Assigned task
Type out all the records again exactly.

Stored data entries
============
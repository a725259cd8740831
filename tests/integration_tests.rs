//! Integration tests for the panichd binary.

use assert_cmd::Command;
use assert_cmd::cargo::cargo_bin_cmd;
use predicates::prelude::*;
use std::fs;
use tempfile::TempDir;

fn panichd() -> Command {
    let mut cmd = cargo_bin_cmd!("panichd");
    for key in [
        "PANICHD_DB_PATH",
        "PANICHD_PORT",
        "PANICHD_LOG",
        "PANICHD_ATTACHMENTS_PATH",
    ] {
        cmd.env_remove(key);
    }
    cmd
}

// =============================================================================
// Basic CLI Tests
// =============================================================================

mod cli_basics {
    use super::*;

    #[test]
    fn test_help_lists_commands() {
        panichd()
            .arg("--help")
            .assert()
            .success()
            .stdout(predicate::str::contains("serve"))
            .stdout(predicate::str::contains("init"))
            .stdout(predicate::str::contains("config"));
    }

    #[test]
    fn test_version() {
        panichd().arg("--version").assert().success();
    }

    #[test]
    fn test_unknown_command_fails() {
        panichd().arg("frobnicate").assert().failure();
    }
}

// =============================================================================
// Config Tests
// =============================================================================

mod config {
    use super::*;

    #[test]
    fn test_config_shows_defaults_without_file() {
        let dir = TempDir::new().unwrap();
        panichd()
            .current_dir(dir.path())
            .arg("config")
            .assert()
            .success()
            .stdout(predicate::str::contains("showing defaults"))
            .stdout(predicate::str::contains("port = 8080"))
            .stdout(predicate::str::contains("paginate_items = 10"));
    }

    #[test]
    fn test_config_reads_file_and_env() {
        let dir = TempDir::new().unwrap();
        fs::write(dir.path().join("panichd.toml"), "[server]\nport = 9000\n").unwrap();
        panichd()
            .current_dir(dir.path())
            .args(["config", "show"])
            .assert()
            .success()
            .stdout(predicate::str::contains("port = 9000"));

        panichd()
            .current_dir(dir.path())
            .env("PANICHD_PORT", "9100")
            .args(["config", "show"])
            .assert()
            .success()
            .stdout(predicate::str::contains("port = 9100"));
    }

    #[test]
    fn test_config_validate_reports_warnings() {
        let dir = TempDir::new().unwrap();
        fs::write(
            dir.path().join("panichd.toml"),
            "[settings]\npaginate_items = 0\n",
        )
        .unwrap();
        panichd()
            .current_dir(dir.path())
            .args(["config", "validate"])
            .assert()
            .success()
            .stdout(predicate::str::contains("paginate_items must be greater than 0"));
    }

    #[test]
    fn test_config_validate_clean() {
        let dir = TempDir::new().unwrap();
        panichd()
            .current_dir(dir.path())
            .args(["config", "validate"])
            .assert()
            .success()
            .stdout(predicate::str::contains("Configuration is valid."));
    }

    #[test]
    fn test_config_init_writes_file_once() {
        let dir = TempDir::new().unwrap();
        panichd()
            .current_dir(dir.path())
            .args(["config", "init"])
            .assert()
            .success()
            .stdout(predicate::str::contains("Created"));
        let written = fs::read_to_string(dir.path().join("panichd.toml")).unwrap();
        assert!(written.contains("[settings]"));

        panichd()
            .current_dir(dir.path())
            .args(["config", "init"])
            .assert()
            .failure()
            .stderr(predicate::str::contains("already exists"));
    }

    #[test]
    fn test_invalid_toml_fails() {
        let dir = TempDir::new().unwrap();
        fs::write(dir.path().join("panichd.toml"), "[server\nport = ").unwrap();
        panichd()
            .current_dir(dir.path())
            .arg("config")
            .assert()
            .failure()
            .stderr(predicate::str::contains("Failed to parse panichd.toml"));
    }
}

// =============================================================================
// Init Tests
// =============================================================================

mod init {
    use super::*;

    #[test]
    fn test_init_creates_database() {
        let dir = TempDir::new().unwrap();
        let db = dir.path().join("data/helpdesk.db");
        panichd()
            .current_dir(dir.path())
            .args(["init", "--db-path"])
            .arg(&db)
            .assert()
            .success()
            .stdout(predicate::str::contains("Helpdesk database initialized"));
        assert!(db.exists());
    }

    #[test]
    fn test_init_seed_is_idempotent() {
        let dir = TempDir::new().unwrap();
        panichd()
            .current_dir(dir.path())
            .args(["init", "--seed", "--admin-email", "root@example.com"])
            .assert()
            .success()
            .stdout(predicate::str::contains(
                "Seeded default lookups and admin user root@example.com",
            ));
        assert!(dir.path().join("panichd.db").exists());

        panichd()
            .current_dir(dir.path())
            .args(["init", "--seed"])
            .assert()
            .success()
            .stdout(predicate::str::contains("already seeded"));
    }

    #[test]
    fn test_init_uses_configured_db_path() {
        let dir = TempDir::new().unwrap();
        fs::write(
            dir.path().join("panichd.toml"),
            "[server]\ndb_path = \"store/desk.db\"\n",
        )
        .unwrap();
        panichd()
            .current_dir(dir.path())
            .arg("init")
            .assert()
            .success();
        assert!(dir.path().join("store/desk.db").exists());
    }
}
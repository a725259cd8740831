//! Typed error hierarchy for the helpdesk.
//!
//! Repository code returns `anyhow::Result` and raises `HelpdeskError`
//! values where the caller needs to branch on the failure (not-found,
//! permission, bad input). The HTTP layer downcasts back to this enum to
//! pick a status code.

use thiserror::Error;

#[derive(Debug, Error)]
pub enum HelpdeskError {
    #[error("Ticket {id} not found")]
    TicketNotFound { id: i64 },

    #[error("Attachment {id} not found")]
    AttachmentNotFound { id: i64 },

    #[error("Priority {id} not found")]
    PriorityNotFound { id: i64 },

    #[error("Agent {id} not found")]
    AgentNotFound { id: i64 },

    #[error("Category {id} not found")]
    CategoryNotFound { id: i64 },

    #[error("Permission denied: {0}")]
    Forbidden(String),

    #[error("Invalid request: {0}")]
    BadRequest(String),

    #[error("Attachment storage error at {path}: {source}")]
    Storage {
        path: std::path::PathBuf,
        #[source]
        source: std::io::Error,
    },

    #[error("Database lock poisoned")]
    LockPoisoned,
}

impl HelpdeskError {
    /// True for the variants that map to a 404 response.
    pub fn is_not_found(&self) -> bool {
        matches!(
            self,
            Self::TicketNotFound { .. }
                | Self::AttachmentNotFound { .. }
                | Self::PriorityNotFound { .. }
                | Self::AgentNotFound { .. }
                | Self::CategoryNotFound { .. }
        )
    }
}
============
Your solution
repository a725259cd8740831
filename tests/integration_tests.rs
//! Integration tests for the panichd binary.

use assert_cmd::Command;
use assert_cmd::cargo::cargo_bin_cmd;
use predicates::prelude::*;
use std::fs;
use tempfile::TempDir;

fn panichd() -> Command {
    let mut cmd = cargo_bin_cmd!("panichd");
    for key in [
        "PANICHD_DB_PATH",
        "PANICHD_PORT",
        "PANICHD_LOG",
        "PANICHD_ATTACHMENTS_PATH",
    ] {
        cmd.env_remove(key);
    }
    cmd
}

// =============================================================================
// Basic CLI Tests
// =============================================================================

mod cli_basics {
    use super::*;

    #[test]
    fn test_help_lists_commands() {
        panichd()
            .arg("--help")
            .assert()
            .success()
            .stdout(predicate::str::contains("serve"))
            .stdout(predicate::str::contains("init"))
            .stdout(predicate::str::contains("config"));
    }

    #[test]
    fn test_version() {
        panichd().arg("--version").assert().success();
    }

    #[test]
    fn test_unknown_command_fails() {
        panichd().arg("frobnicate").assert().failure();
    }
}

// =============================================================================
// Config Tests
// =============================================================================

mod config {
    use super::*;

    #[test]
    fn test_config_shows_defaults_without_file() {
        let dir = TempDir::new().unwrap();
        panichd()
            .current_dir(dir.path())
            .arg("config")
            .assert()
            .success()
            .stdout(predicate::str::contains("showing defaults"))
            .stdout(predicate::str::contains("port = 8080"))
            .stdout(predicate::str::contains("paginate_items = 10"));
    }

    #[test]
    fn test_config_reads_file_and_env() {
        let dir = TempDir::new().unwrap();
        fs::write(dir.path().join("panichd.toml"), "[server]\nport = 9000\n").unwrap();
        panichd()
            .current_dir(dir.path())
            .args(["config", "show"])
            .assert()
            .success()
            .stdout(predicate::str::contains("port = 9000"));

        panichd()
            .current_dir(dir.path())
            .env("PANICHD_PORT", "9100")
            .args(["config", "show"])
            .assert()
            .success()
            .stdout(predicate::str::contains("port = 9100"));
    }

    #[test]
    fn test_config_validate_reports_warnings() {
        let dir = TempDir::new().unwrap();
        fs::write(
            dir.path().join("panichd.toml"),
            "[settings]\npaginate_items = 0\n",
        )
        .unwrap();
        panichd()
            .current_dir(dir.path())
            .args(["config", "validate"])
            .assert()
            .success()
            .stdout(predicate::str::contains("paginate_items must be greater than 0"));
    }

    #[test]
    fn test_config_validate_clean() {
        let dir = TempDir::new().unwrap();
        panichd()
            .current_dir(dir.path())
            .args(["config", "validate"])
            .assert()
            .success()
            .stdout(predicate::str::contains("Configuration is valid."));
    }

    #[test]
    fn test_config_init_writes_file_once() {
        let dir = TempDir::new().unwrap();
        panichd()
            .current_dir(dir.path())
            .args(["config", "init"])
            .assert()
            .success()
            .stdout(predicate::str::contains("Created"));
        let written = fs::read_to_string(dir.path().join("panichd.toml")).unwrap();
        assert!(written.contains("[settings]"));

        panichd()
            .current_dir(dir.path())
            .args(["config", "init"])
            .assert()
            .failure()
            .stderr(predicate::str::contains("already exists"));
    }

    #[test]
    fn test_invalid_toml_fails() {
        let dir = TempDir::new().unwrap();
        fs::write(dir.path().join("panichd.toml"), "[server\nport = ").unwrap();
        panichd()
            .current_dir(dir.path())
            .arg("config")
            .assert()
            .failure()
            .stderr(predicate::str::contains("Failed to parse panichd.toml"));
    }
}

// =============================================================================
// Init Tests
// =============================================================================

mod init {
    use super::*;

    #[test]
    fn test_init_creates_database() {
        let dir = TempDir::new().unwrap();
        let db = dir.path().join("data/helpdesk.db");
        panichd()
            .current_dir(dir.path())
            .args(["init", "--db-path"])
            .arg(&db)
            .assert()
            .success()
            .stdout(predicate::str::contains("Helpdesk database initialized"));
        assert!(db.exists());
    }

    #[test]
    fn test_init_seed_is_idempotent() {
        let dir = TempDir::new().unwrap();
        panichd()
            .current_dir(dir.path())
            .args(["init", "--seed", "--admin-email", "root@example.com"])
            .assert()
            .success()
            .stdout(predicate::str::contains(
                "Seeded default lookups and admin user root@example.com",
            ));
        assert!(dir.path().join("panichd.db").exists());

        panichd()
            .current_dir(dir.path())
            .args(["init", "--seed"])
            .assert()
            .success()
            .stdout(predicate::str::contains("already seeded"));
    }

    #[test]
    fn test_init_uses_configured_db_path() {
        let dir = TempDir::new().unwrap();
        fs::write(
            dir.path().join("panichd.toml"),
            "[server]\ndb_path = \"store/desk.db\"\n",
        )
        .unwrap();
        panichd()
            .current_dir(dir.path())
            .arg("init")
            .assert()
            .success();
        assert!(dir.path().join("store/desk.db").exists());
    }
}
repository a725259cd8740831
//! Typed error hierarchy for the helpdesk.
//!
//! Repository code returns `anyhow::Result` and raises `HelpdeskError`
//! values where the caller needs to branch on the failure (not-found,
//! permission, bad input). The HTTP layer downcasts back to this enum to
//! pick a status code.

use thiserror::Error;

#[derive(Debug, Error)]
pub enum HelpdeskError {
    #[error("Ticket {id} not found")]
    TicketNotFound { id: i64 },

    #[error("Attachment {id} not found")]
    AttachmentNotFound { id: i64 },

    #[error("Priority {id} not found")]
    PriorityNotFound { id: i64 },

    #[error("Agent {id} not found")]
    AgentNotFound { id: i64 },

    #[error("Category {id} not found")]
    CategoryNotFound { id: i64 },

    #[error("Permission denied: {0}")]
    Forbidden(String),

    #[error("Invalid request: {0}")]
    BadRequest(String),

    #[error("Attachment storage error at {path}: {source}")]
    Storage {
        path: std::path::PathBuf,
        #[source]
        source: std::io::Error,
    },

    #[error("Database lock poisoned")]
    LockPoisoned,
}

impl HelpdeskError {
    /// True for the variants that map to a 404 response.
    pub fn is_not_found(&self) -> bool {
        matches!(
            self,
            Self::TicketNotFound { .. }
                | Self::AttachmentNotFound { .. }
                | Self::PriorityNotFound { .. }
                | Self::AgentNotFound { .. }
                | Self::CategoryNotFound { .. }
        )
    }
}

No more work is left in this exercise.